Quelle place pour les femmes dans le sport ?

Le 24 janvier, c’est la Journée internationale du sport féminin. Lancée en 2014 à l’initiative du Conseil supérieur de l'audiovisuel français en collaboration avec le Comité national olympique et sportif français, cette journée est née d’un constat : celui de la sous-médiatisation du sport féminin. À l’origine appelée « 24h pour le sport féminin », l’objectif souhaité était d’améliorer la visibilité du sport féminin dans les médias. Si certains événements sportifs féminins ont en effet obtenu d’excellents scores d’audience, force est de constater qu’en 2020, les sportives restent quant à elles encore fortement dévalorisées par rapport à leurs homologues masculins. Quelle place pour les femmes dans le sport ?
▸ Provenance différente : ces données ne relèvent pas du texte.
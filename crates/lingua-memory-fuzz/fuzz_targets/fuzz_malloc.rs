#![no_main]

use libfuzzer_sys::fuzz_target;
use lingua_memory::{Allocator, AllocatorConfig};

/// Byte-chunk-driven alloc/free/realloc sequence: each input byte selects
/// an operation and, where relevant, a size drawn from the following byte.
fuzz_target!(|data: &[u8]| {
    let Ok(allocator) = Allocator::new(AllocatorConfig {
        small_block_size: 64,
        small_pool_size: 64 * 1024,
        large_pool_size: 1024 * 1024,
        max_pools: 4,
        objects_per_slab: 32,
    }) else {
        return;
    };

    let mut live: Vec<*mut u8> = Vec::new();
    let mut i = 0;
    while i + 1 < data.len() {
        let op = data[i];
        let size = (data[i + 1] as usize) * 16 + 1;
        i += 2;

        match op % 3 {
            0 => {
                if let Ok(ptr) = allocator.alloc(size) {
                    live.push(ptr);
                }
            }
            1 => {
                if !live.is_empty() {
                    let idx = (size) % live.len();
                    let ptr = live.swap_remove(idx);
                    let _ = allocator.free(ptr);
                }
            }
            _ => {
                if !live.is_empty() {
                    let idx = size % live.len();
                    if let Ok(new_ptr) = allocator.realloc(live[idx], size) {
                        live[idx] = new_ptr;
                    }
                }
            }
        }
    }

    for ptr in live {
        let _ = allocator.free(ptr);
    }
});
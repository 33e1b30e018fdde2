//! Stub pipeline stages. Every stage logs that it is unimplemented and
//! returns [`PipelineError::NotImplemented`] rather than a silent default,
//! so a caller can always distinguish a stub from a working stage.

use lingua_memory::error::{log_event, Level};
use lingua_memory::{Allocator, AllocatorConfig, ErrorCode};

use crate::token::{Token, TokenArena};
use crate::PipelineError;

pub trait Tokenizer {
    fn tokenize(&self, text: &str) -> Result<Vec<Token>, PipelineError>;
}

pub trait Classifier {
    fn classify(&self, tokens: &[Token]) -> Result<Vec<u32>, PipelineError>;
}

pub trait Translator {
    fn translate(&self, tokens: &[Token], classes: &[u32]) -> Result<Vec<Token>, PipelineError>;
}

pub trait Aligner {
    fn align(&self, source: &[Token], target: &[Token]) -> Result<Vec<(u32, u32)>, PipelineError>;
}

pub trait Renderer {
    fn render(&self, target: &[Token], alignment: &[(u32, u32)]) -> Result<String, PipelineError>;
}

macro_rules! stub_stage {
    ($name:ident, $trait:ident, $method:ident($($arg:ident: $ty:ty),*) -> $ret:ty) => {
        pub struct $name;

        impl $trait for $name {
            fn $method(&self, $($arg: $ty),*) -> Result<$ret, PipelineError> {
                let _ = ($(&$arg),*);
                log_event(
                    ErrorCode::Unknown,
                    Level::Info,
                    file!(),
                    line!(),
                    concat!(stringify!($name), "::", stringify!($method)),
                    concat!(stringify!($name), " is not implemented"),
                );
                Err(PipelineError::NotImplemented)
            }
        }
    };
}

stub_stage!(StubTokenizer, Tokenizer, tokenize(text: &str) -> Vec<Token>);
stub_stage!(StubClassifier, Classifier, classify(tokens: &[Token]) -> Vec<u32>);
stub_stage!(StubTranslator, Translator, translate(tokens: &[Token], classes: &[u32]) -> Vec<Token>);
stub_stage!(StubAligner, Aligner, align(source: &[Token], target: &[Token]) -> Vec<(u32, u32)>);
stub_stage!(StubRenderer, Renderer, render(target: &[Token], alignment: &[(u32, u32)]) -> String);

/// Wires the stub stages together against a private allocator instance.
/// Every stage is a guaranteed no-op past the first, so the return value is
/// always the first stage's error — what matters for this crate's purpose
/// is the allocation traffic `TokenArena` generates along the way, not the
/// pipeline's (nonexistent) output.
#[must_use]
pub fn run_stub_pipeline(text: &str) -> PipelineError {
    let allocator = match Allocator::new(AllocatorConfig::default()) {
        Ok(a) => a,
        Err(code) => return PipelineError::from(code),
    };
    let mut arena = TokenArena::new(&allocator);
    // A stub tokenizer produces nothing, but scratch records are still
    // carved out of the slab cache to give the allocator a realistic,
    // short-lived small-object workload to serve.
    for (i, _) in text.char_indices().take(8) {
        let _ = arena.push(Token {
            start: i as u32,
            end: i as u32 + 1,
            kind: 0,
        });
    }

    let tokenizer = StubTokenizer;
    match tokenizer.tokenize(text) {
        Ok(_) => unreachable!("StubTokenizer never succeeds"),
        Err(e) => e,
    }
}

#[cfg(test)]
mod tests {
    use super::*;

    #[test]
    fn run_stub_pipeline_reports_not_implemented() {
        assert_eq!(run_stub_pipeline("hello world"), PipelineError::NotImplemented);
    }

    #[test]
    fn each_stub_stage_logs_and_returns_not_implemented() {
        assert_eq!(
            StubTokenizer.tokenize("x").unwrap_err(),
            PipelineError::NotImplemented
        );
        assert_eq!(
            StubClassifier.classify(&[]).unwrap_err(),
            PipelineError::NotImplemented
        );
        assert_eq!(
            StubTranslator.translate(&[], &[]).unwrap_err(),
            PipelineError::NotImplemented
        );
        assert_eq!(
            StubAligner.align(&[], &[]).unwrap_err(),
            PipelineError::NotImplemented
        );
        assert_eq!(
            StubRenderer.render(&[], &[]).unwrap_err(),
            PipelineError::NotImplemented
        );
    }
}
impl Allocator {
    /// Builds a standalone allocator. Does not touch the process-wide
    /// singleton; use [`init`] for that.
    pub fn new(config: AllocatorConfig) -> Result<Self, ErrorCode> {
        let large = Pool::new(config.large_pool_size)?;
        let mut small_pools = Vec::with_capacity(config.max_pools);
        let mut index = PoolIndex::new();
        for i in 0..config.max_pools {
            let pool = Pool::new(config.small_pool_size)?;
            index.insert(pool.total_size(), i as PoolId);
            small_pools.push(Some(pool));
        }
        let mut admin = AdminState {
            small_pools,
            index,
            address_index: Vec::new(),
        };
        admin.rebuild_address_index();
        let slab = SlabCache::new(config.objects_per_slab);
        Ok(Self {
            config,
            large,
            slab,
            admin: Mutex::new(admin),
        })
    }

    #[must_use]
    pub fn config(&self) -> AllocatorConfig {
        self.config
    }

    /// `size <- align_up(size, MEMORY_ALIGNMENT)`, then slab cache, then
    /// best-fit small pool, then the large pool.
    #[cfg_attr(feature = "debug-leak-tracking", track_caller)]
    pub fn alloc(&self, size: usize) -> Result<*mut u8, ErrorCode> {
        let size = align_up(size.max(1), MEMORY_ALIGNMENT);

        if SlabCache::class_for(size).is_some() {
            if let Some(result) = self.slab.alloc(size) {
                return result;
            }
        }

        {
            let admin = self.admin.lock();
            if let Some((_, pool_id)) = admin.index.find_best_fit(size) {
                if let Some(pool) = admin.small_pools[pool_id as usize].as_ref() {
                    if let Ok(ptr) = pool.allocate(size) {
                        #[cfg(feature = "debug-leak-tracking")]
                        self.track_alloc(ptr, size);
                        return Ok(ptr);
                    }
                }
            }
        }

        let ptr = self.large.allocate(size)?;
        #[cfg(feature = "debug-leak-tracking")]
        self.track_alloc(ptr, size);
        Ok(ptr)
    }

    #[cfg(feature = "debug-leak-tracking")]
    #[track_caller]
    fn track_alloc(&self, ptr: *mut u8, size: usize) {
        let loc = std::panic::Location::caller();
        debug::track(ptr, size, loc.file(), loc.line());
    }

    /// Null is a no-op. Classifies `ptr` by address range (slab, large
    /// pool, then small pools) and dispatches to the owner.
    pub fn free(&self, ptr: *mut u8) -> Result<(), ErrorCode> {
        if ptr.is_null() {
            return Ok(());
        }
        if let Some(class_size) = self.slab.class_owning(ptr) {
            self.slab.free(class_size, ptr);
            #[cfg(feature = "debug-leak-tracking")]
            debug::untrack(ptr);
            return Ok(());
        }
        if self.large.contains(ptr) {
            self.large.free(ptr)?;
            #[cfg(feature = "debug-leak-tracking")]
            debug::untrack(ptr);
            return Ok(());
        }
        let freed = {
            let admin = self.admin.lock();
            match admin.locate_owner(ptr as usize) {
                Some(pool_id) => admin.small_pools[pool_id as usize]
                    .as_ref()
                    .map(|pool| pool.free(ptr)),
                None => None,
            }
        };
        if let Some(result) = freed {
            result?;
            #[cfg(feature = "debug-leak-tracking")]
            debug::untrack(ptr);
            return Ok(());
        }
        error::log_event(
            ErrorCode::PoolInvalidFree,
            error::Level::Error,
            file!(),
            line!(),
            "Allocator::free",
            "free of a pointer not owned by any pool or slab",
        );
        Err(ErrorCode::PoolInvalidFree)
    }

    /// Null pointer delegates to `alloc`; zero size delegates to `free`.
    ///
    /// The admin lock is never held across the recursive `alloc`/`free`
    /// calls a move-on-grow takes, since those re-acquire it themselves.
    pub fn realloc(&self, ptr: *mut u8, new_size: usize) -> Result<*mut u8, ErrorCode> {
        if ptr.is_null() {
            return self.alloc(new_size);
        }
        if new_size == 0 {
            self.free(ptr)?;
            return Ok(std::ptr::null_mut());
        }
        let new_size = align_up(new_size, MEMORY_ALIGNMENT);

        if self.large.contains(ptr) {
            let outcome = self.large.reallocate(ptr, new_size)?;
            return self.finish_realloc_large(ptr, new_size, outcome);
        }

        let pool_id = self
            .admin
            .lock()
            .locate_owner(ptr as usize)
            .ok_or(ErrorCode::PoolInvalidFree)?;
        let outcome = {
            let admin = self.admin.lock();
            let pool = admin.small_pools[pool_id as usize]
                .as_ref()
                .ok_or(ErrorCode::PoolInvalidPool)?;
            pool.reallocate(ptr, new_size)?
        };
        self.finish_realloc_small(pool_id, ptr, new_size, outcome)
    }

    fn finish_realloc_large(
        &self,
        ptr: *mut u8,
        new_size: usize,
        outcome: ReallocOutcome,
    ) -> Result<*mut u8, ErrorCode> {
        match outcome {
            ReallocOutcome::Unchanged(p) | ReallocOutcome::Grown(p) => Ok(p),
            ReallocOutcome::MustMove { old_payload_size } => {
                let new_ptr = self.alloc(new_size)?;
                Pool::copy_payload(new_ptr, ptr, old_payload_size);
                self.large.free(ptr)?;
                Ok(new_ptr)
            }
        }
    }

    fn finish_realloc_small(
        &self,
        pool_id: PoolId,
        ptr: *mut u8,
        new_size: usize,
        outcome: ReallocOutcome,
    ) -> Result<*mut u8, ErrorCode> {
        match outcome {
            ReallocOutcome::Unchanged(p) | ReallocOutcome::Grown(p) => Ok(p),
            ReallocOutcome::MustMove { old_payload_size } => {
                let new_ptr = self.alloc(new_size)?;
                Pool::copy_payload(new_ptr, ptr, old_payload_size);
                let admin = self.admin.lock();
                let pool = admin.small_pools[pool_id as usize]
                    .as_ref()
                    .ok_or(ErrorCode::PoolInvalidPool)?;
                pool.free(ptr)?;
                Ok(new_ptr)
            }
        }
    }

    #[must_use]
    pub fn get_stats(&self) -> AllocatorStats {
        let admin = self.admin.lock();
        let mut total_allocated = self.large.total_size();
        let mut total_used = self.large.used_bytes();
        for pool in admin.small_pools.iter().flatten() {
            total_allocated += pool.total_size();
            total_used += pool.used_bytes();
        }
        AllocatorStats {
            total_allocated,
            total_used,
        }
    }

    /// Creates and registers a new small pool of `size` bytes. Fails if the
    /// registry has no free slot.
    pub fn create(&self, size: usize) -> Result<PoolId, ErrorCode> {
        let mut admin = self.admin.lock();
        let slot = admin.small_pools.iter().position(Option::is_none);
        let slot = match slot {
            Some(i) => i,
            None if admin.small_pools.len() < self.config.max_pools => {
                admin.small_pools.push(None);
                admin.small_pools.len() - 1
            }
            None => return Err(ErrorCode::PoolFull),
        };
        let pool = Pool::new(size)?;
        admin.index.insert(pool.total_size(), slot as PoolId);
        admin.small_pools[slot] = Some(pool);
        admin.rebuild_address_index();
        Ok(slot as PoolId)
    }

    /// Deregisters and releases the pool at `pool_id`.
    pub fn destroy(&self, pool_id: PoolId) -> Result<(), ErrorCode> {
        let mut admin = self.admin.lock();
        let slot = admin
            .small_pools
            .get_mut(pool_id as usize)
            .ok_or(ErrorCode::PoolInvalidPool)?;
        let pool = slot.take().ok_or(ErrorCode::PoolInvalidPool)?;
        admin.index.remove(pool.total_size(), pool_id);
        drop(pool);
        admin.rebuild_address_index();
        Ok(())
    }

    /// Explicit per-pool allocation, skipping the routing policy. Per the
    /// resolved open question, does not fall back to the router on
    /// failure.
    pub fn alloc_from(&self, pool_id: PoolId, size: usize) -> Result<*mut u8, ErrorCode> {
        let size = align_up(size.max(1), MEMORY_ALIGNMENT);
        let admin = self.admin.lock();
        let pool = admin
            .small_pools
            .get(pool_id as usize)
            .and_then(Option::as_ref)
            .ok_or(ErrorCode::PoolInvalidPool)?;
        pool.allocate(size)
    }

    pub fn free_to(&self, pool_id: PoolId, ptr: *mut u8) -> Result<(), ErrorCode> {
        if ptr.is_null() {
            return Ok(());
        }
        let admin = self.admin.lock();
        let pool = admin
            .small_pools
            .get(pool_id as usize)
            .and_then(Option::as_ref)
            .ok_or(ErrorCode::PoolInvalidPool)?;
        if !pool.contains(ptr) {
            return Err(ErrorCode::PoolInvalidFree);
        }
        pool.free(ptr)
    }

    /// Like [`Allocator::realloc`], but confined to `pool_id`: a move that
    /// would require falling back to the router instead fails with
    /// `PoolAllocFailed`, matching `alloc_from`'s no-fallback contract.
    pub fn realloc_from(
        &self,
        pool_id: PoolId,
        ptr: *mut u8,
        new_size: usize,
    ) -> Result<*mut u8, ErrorCode> {
        if ptr.is_null() {
            return self.alloc_from(pool_id, new_size);
        }
        if new_size == 0 {
            self.free_to(pool_id, ptr)?;
            return Ok(std::ptr::null_mut());
        }
        let new_size = align_up(new_size, MEMORY_ALIGNMENT);
        let admin = self.admin.lock();
        let pool = admin
            .small_pools
            .get(pool_id as usize)
            .and_then(Option::as_ref)
            .ok_or(ErrorCode::PoolInvalidPool)?;
        if !pool.contains(ptr) {
            return Err(ErrorCode::PoolInvalidFree);
        }
        match pool.reallocate(ptr, new_size)? {
            ReallocOutcome::Unchanged(p) | ReallocOutcome::Grown(p) => Ok(p),
            ReallocOutcome::MustMove { .. } => Err(ErrorCode::PoolAllocFailed),
        }
    }

    /// Explicit per-pool range-containment test.
    #[must_use]
    pub fn contains(&self, pool_id: PoolId, ptr: *mut u8) -> bool {
        let admin = self.admin.lock();
        admin
            .small_pools
            .get(pool_id as usize)
            .and_then(Option::as_ref)
            .is_some_and(|p| p.contains(ptr))
    }

    /// Single-pass defragmentation of one small pool.
    pub fn defragment(&self, pool_id: PoolId) -> Result<(), ErrorCode> {
        let admin = self.admin.lock();
        let pool = admin
            .small_pools
            .get(pool_id as usize)
            .and_then(Option::as_ref)
            .ok_or(ErrorCode::PoolInvalidPool)?;
        pool.defragment();
        Ok(())
    }
}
La dernière Coupe du Monde de football féminin organisée en France l’an dernier a marqué un tournant dans l’histoire du football et du sport féminin avec un succès populaire et médiatique jamais vu auparavant. Malgré leur défaite en quarts de finale face aux États-Unis, futurs vainqueurs de la compétition, les Bleues ont gagné le cœur des Français.e.s… à défaut de remporter la coupe.
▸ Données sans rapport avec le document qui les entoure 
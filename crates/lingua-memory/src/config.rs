//! Allocator configuration.

/// Tunables for an [`crate::Allocator`] instance.
#[derive(Debug, Clone, Copy, PartialEq, Eq)]
pub struct AllocatorConfig {
    /// Requests at or below this size are routed to a small pool (after the
    /// slab cache declines them).
    pub small_block_size: usize,
    /// Backing buffer size for each small pool.
    pub small_pool_size: usize,
    /// Backing buffer size for the single large pool.
    pub large_pool_size: usize,
    /// Maximum number of small pool slots the allocator will create.
    pub max_pools: usize,
    /// Objects carved out of each slab region when a size class's magazine
    /// runs dry.
    pub objects_per_slab: usize,
}

impl Default for AllocatorConfig {
    fn default() -> Self {
        Self {
            small_block_size: 256,
            small_pool_size: 64 * 1024,
            large_pool_size: 4 * 1024 * 1024,
            max_pools: 64,
            objects_per_slab: 64,
        }
    }
}

#[cfg(test)]
mod tests {
    use super::*;

    #[test]
    fn default_config_is_internally_consistent() {
        let cfg = AllocatorConfig::default();
        assert!(cfg.small_block_size < cfg.small_pool_size);
        assert!(cfg.small_pool_size < cfg.large_pool_size);
        assert!(cfg.max_pools > 0);
        assert!(cfg.objects_per_slab > 0);
    }
}
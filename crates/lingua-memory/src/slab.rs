//! Fixed-size-class slab cache.
//!
//! Small, hot allocation sizes are served from per-class magazines instead
//! of going through the pool's first-fit search. All classes share one
//! `parking_lot::Mutex` guarding the whole cache; this is a known point of
//! contention under concurrent load and is kept deliberately rather than
//! sharded per class or per thread.

use parking_lot::Mutex;

use crate::align::MAX_ALIGN;

/// Size classes served by the slab cache, smallest first.
pub const SIZE_CLASSES: [usize; 4] = [16, 32, 64, 128];

/// Objects carved out of each freshly grown slab region.
pub const OBJECTS_PER_SLAB_DEFAULT: usize = 64;

fn class_index(size: usize) -> Option<usize> {
    SIZE_CLASSES.iter().position(|&c| size <= c)
}

struct Magazine {
    class_size: usize,
    /// Free object pointers for this class, in no particular order.
    free_list: Vec<*mut u8>,
    /// Every region ever allocated for this class, for `contains` and for
    /// teardown.
    regions: Vec<(*mut u8, usize)>,
    objects_per_slab: usize,
}

// SAFETY: raw pointers here always originate from this process's own
// allocations and are only ever handed back to the same allocator; the
// cache's mutex serializes all access to the pointers it stores.
unsafe impl Send for Magazine {}

impl Magazine {
    fn new(class_size: usize, objects_per_slab: usize) -> Self {
        Self {
            class_size,
            free_list: Vec::new(),
            regions: Vec::new(),
            objects_per_slab,
        }
    }

    fn grow(&mut self) -> Result<(), crate::error::ErrorCode> {
        let layout_size = self.class_size * self.objects_per_slab;
        let layout = std::alloc::Layout::from_size_align(layout_size, MAX_ALIGN)
            .map_err(|_| crate::error::ErrorCode::InvalidArgument)?;
        // SAFETY: layout_size is non-zero (class_size and objects_per_slab
        // are both non-zero) and alignment is a valid power of two.
        let base = unsafe { std::alloc::alloc(layout) };
        if base.is_null() {
            return Err(crate::error::ErrorCode::MemoryAllocation);
        }
        self.regions.push((base, layout_size));
        for i in 0..self.objects_per_slab {
            // SAFETY: offset stays within the region just allocated above.
            let ptr = unsafe { base.add(i * self.class_size) };
            self.free_list.push(ptr);
        }
        Ok(())
    }

    fn alloc(&mut self) -> Result<*mut u8, crate::error::ErrorCode> {
        if self.free_list.is_empty() {
            self.grow()?;
        }
        Ok(self
            .free_list
            .pop()
            .expect("grow() always pushes at least one free object"))
    }

    fn free(&mut self, ptr: *mut u8) {
        self.free_list.push(ptr);
    }

    fn contains(&self, ptr: *mut u8) -> bool {
        self.regions.iter().any(|&(base, len)| {
            let base_addr = base as usize;
            let ptr_addr = ptr as usize;
            ptr_addr >= base_addr && ptr_addr < base_addr + len
        })
    }
}

impl Drop for Magazine {
    fn drop(&mut self) {
        let layout = std::alloc::Layout::from_size_align(self.class_size, MAX_ALIGN).ok();
        for &(base, len) in &self.regions {
            if let Ok(l) = std::alloc::Layout::from_size_align(len, MAX_ALIGN) {
                // SAFETY: each region was allocated with this exact layout
                // in `grow` and is only freed once, here.
                unsafe { std::alloc::dealloc(base, l) };
            } else if let Some(l) = layout {
                // SAFETY: fallback path, unreachable in practice since
                // `len` is always a multiple of `class_size` computed with
                // the same alignment.
                unsafe { std::alloc::dealloc(base, l) };
            }
        }
    }
}

struct SlabCacheInner {
    magazines: Vec<Magazine>,
    objects_per_slab: usize,
}

/// A size-classed free-object cache sitting in front of the pool allocator.
pub struct SlabCache {
    inner: Mutex<SlabCacheInner>,
}

impl SlabCache {
    #[must_use]
    pub fn new(objects_per_slab: usize) -> Self {
        let magazines = SIZE_CLASSES
            .iter()
            .map(|&c| Magazine::new(c, objects_per_slab))
            .collect();
        Self {
            inner: Mutex::new(SlabCacheInner {
                magazines,
                objects_per_slab,
            }),
        }
    }

    /// Returns the size class `size` would be served from, if any fits.
    #[must_use]
    pub fn class_for(size: usize) -> Option<usize> {
        class_index(size).map(|i| SIZE_CLASSES[i])
    }

    pub fn alloc(&self, size: usize) -> Option<Result<*mut u8, crate::error::ErrorCode>> {
        let idx = class_index(size)?;
        let mut inner = self.inner.lock();
        Some(inner.magazines[idx].alloc())
    }

    /// Frees `ptr`, which must have come from this cache's class `size`.
    pub fn free(&self, size: usize, ptr: *mut u8) -> bool {
        let Some(idx) = class_index(size) else {
            return false;
        };
        self.inner.lock().magazines[idx].free(ptr);
        true
    }

    /// True if `ptr` falls inside any region this cache owns, regardless of
    /// class. Used by the facade to route `free`/`contains` calls without
    /// requiring the caller to know the original size class.
    #[must_use]
    pub fn contains(&self, ptr: *mut u8) -> bool {
        let inner = self.inner.lock();
        inner.magazines.iter().any(|m| m.contains(ptr))
    }

    /// Finds the class size that currently owns `ptr`, if any.
    #[must_use]
    pub fn class_owning(&self, ptr: *mut u8) -> Option<usize> {
        let inner = self.inner.lock();
        inner
            .magazines
            .iter()
            .find(|m| m.contains(ptr))
            .map(|m| m.class_size)
    }

    #[must_use]
    pub fn objects_per_slab(&self) -> usize {
        self.inner.lock().objects_per_slab
    }
}

#[cfg(test)]
mod tests {
    use super::*;

    #[test]
    fn class_for_rounds_up_to_nearest_class() {
        assert_eq!(SlabCache::class_for(1), Some(16));
        assert_eq!(SlabCache::class_for(16), Some(16));
        assert_eq!(SlabCache::class_for(17), Some(32));
        assert_eq!(SlabCache::class_for(128), Some(128));
        assert_eq!(SlabCache::class_for(129), None);
    }

    #[test]
    fn alloc_and_free_round_trip() {
        let cache = SlabCache::new(8);
        let ptr = cache.alloc(16).unwrap().unwrap();
        assert!(cache.contains(ptr));
        assert_eq!(cache.class_owning(ptr), Some(16));
        assert!(cache.free(16, ptr));
    }

    #[test]
    fn alloc_grows_when_magazine_empty() {
        let cache = SlabCache::new(2);
        let mut ptrs = Vec::new();
        for _ in 0..10 {
            ptrs.push(cache.alloc(32).unwrap().unwrap());
        }
        assert_eq!(ptrs.len(), 10);
        let mut unique = ptrs.clone();
        unique.sort();
        unique.dedup();
        assert_eq!(unique.len(), 10);
        for p in ptrs {
            cache.free(32, p);
        }
    }

    #[test]
    fn freed_objects_are_reused() {
        let cache = SlabCache::new(4);
        let a = cache.alloc(64).unwrap().unwrap();
        cache.free(64, a);
        let b = cache.alloc(64).unwrap().unwrap();
        assert_eq!(a, b);
    }

    #[test]
    fn out_of_range_size_is_not_served() {
        let cache = SlabCache::new(4);
        assert!(cache.alloc(256).is_none());
    }
}
//! Alignment primitives.
//!
//! Every allocation request is normalized through [`align_up`] before it
//! reaches the slab cache or a pool. Callers are responsible for passing a
//! power-of-two alignment; debug builds assert it.

/// Platform maximum fundamental alignment.
pub const MAX_ALIGN: usize = 16;

/// Alignment applied to every allocation request before routing.
pub const MEMORY_ALIGNMENT: usize = MAX_ALIGN;

/// Rounds `n` up to the nearest multiple of `a`.
///
/// `a` must be a power of two; checked with a debug assertion only, mirroring
/// the "caller ensures" contract in the original design.
#[must_use]
pub const fn align_up(n: usize, a: usize) -> usize {
    debug_assert!(a.is_power_of_two());
    (n + a - 1) & !(a - 1)
}

/// Rounds `n` down to the nearest multiple of `a`.
#[must_use]
pub const fn align_down(n: usize, a: usize) -> usize {
    debug_assert!(a.is_power_of_two());
    n & !(a - 1)
}

/// Rounds `n` up to [`MAX_ALIGN`]. Equivalent to the original `ALIGNED_SIZE`.
#[must_use]
pub const fn aligned_size(n: usize) -> usize {
    align_up(n, MAX_ALIGN)
}

#[cfg(test)]
mod tests {
    use super::*;

    #[test]
    fn align_up_exact_multiple() {
        assert_eq!(align_up(16, 16), 16);
        assert_eq!(align_up(32, 16), 32);
    }

    #[test]
    fn align_up_rounds() {
        assert_eq!(align_up(1, 16), 16);
        assert_eq!(align_up(17, 16), 32);
        assert_eq!(align_up(0, 16), 0);
    }

    #[test]
    fn align_down_rounds() {
        assert_eq!(align_down(17, 16), 16);
        assert_eq!(align_down(31, 16), 16);
        assert_eq!(align_down(32, 16), 32);
    }

    #[test]
    fn aligned_size_matches_memory_alignment() {
        assert_eq!(aligned_size(1), MEMORY_ALIGNMENT);
        assert_eq!(aligned_size(100), 112);
    }

    #[test]
    fn pointer_returned_by_align_up_is_multiple_of_alignment() {
        for n in 0..256usize {
            let aligned = align_up(n, MAX_ALIGN);
            assert_eq!(aligned % MAX_ALIGN, 0);
            assert!(aligned >= n);
        }
    }
}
Le sport féminin progresse mais les inégalités perdurent

Une vraie réussite qui a même poussé la FIFA et certaines fédérations nationales, vivement encouragées par certaines joueuses emblématiques très engagées en faveur de l’égalité des droits, telles que l’Américaine Megan Rapinoe (Ballon d’Or 2019) ou l’emblématique joueuse brésilienne Marta, à revoir à la hausse le montant du budget alloué à la Coupe du Monde féminine ou à la promotion du foot féminin… L’équipe nationale américaine a même porté plainte contre sa fédération pour discrimination sexiste. Sans oublier Ada Hegerberg, joueuse norvégienne de l’Olympique Lyonnais – tout premier Ballon d’Or féminin en 2018 –, qui refuse quant à elle de jouer avec son équipe nationale pour protester contre les inégalités salariales.

La Fifa va ainsi doubler son budget consacré au football féminin : les dépenses liées à la pratique du football féminin vont en effet passer de 500 millions à 1 milliard de dollars sur quatre ans. L'enveloppe destinée aux joueuses doublera elle aussi, évoluant de 30 millions de dollars en 2019 (montant qui avait déjà doublé par rapport à 2015) à 60 millions en 2023. Une progression qui reste pourtant très loin encore de gommer les inégalités : 400 millions de dollars de primes ont été distribuées pour le Mondial masculin de 2018 (et une augmentation de 10 % est d’ores et déjà prévue pour la Coupe du monde 2022).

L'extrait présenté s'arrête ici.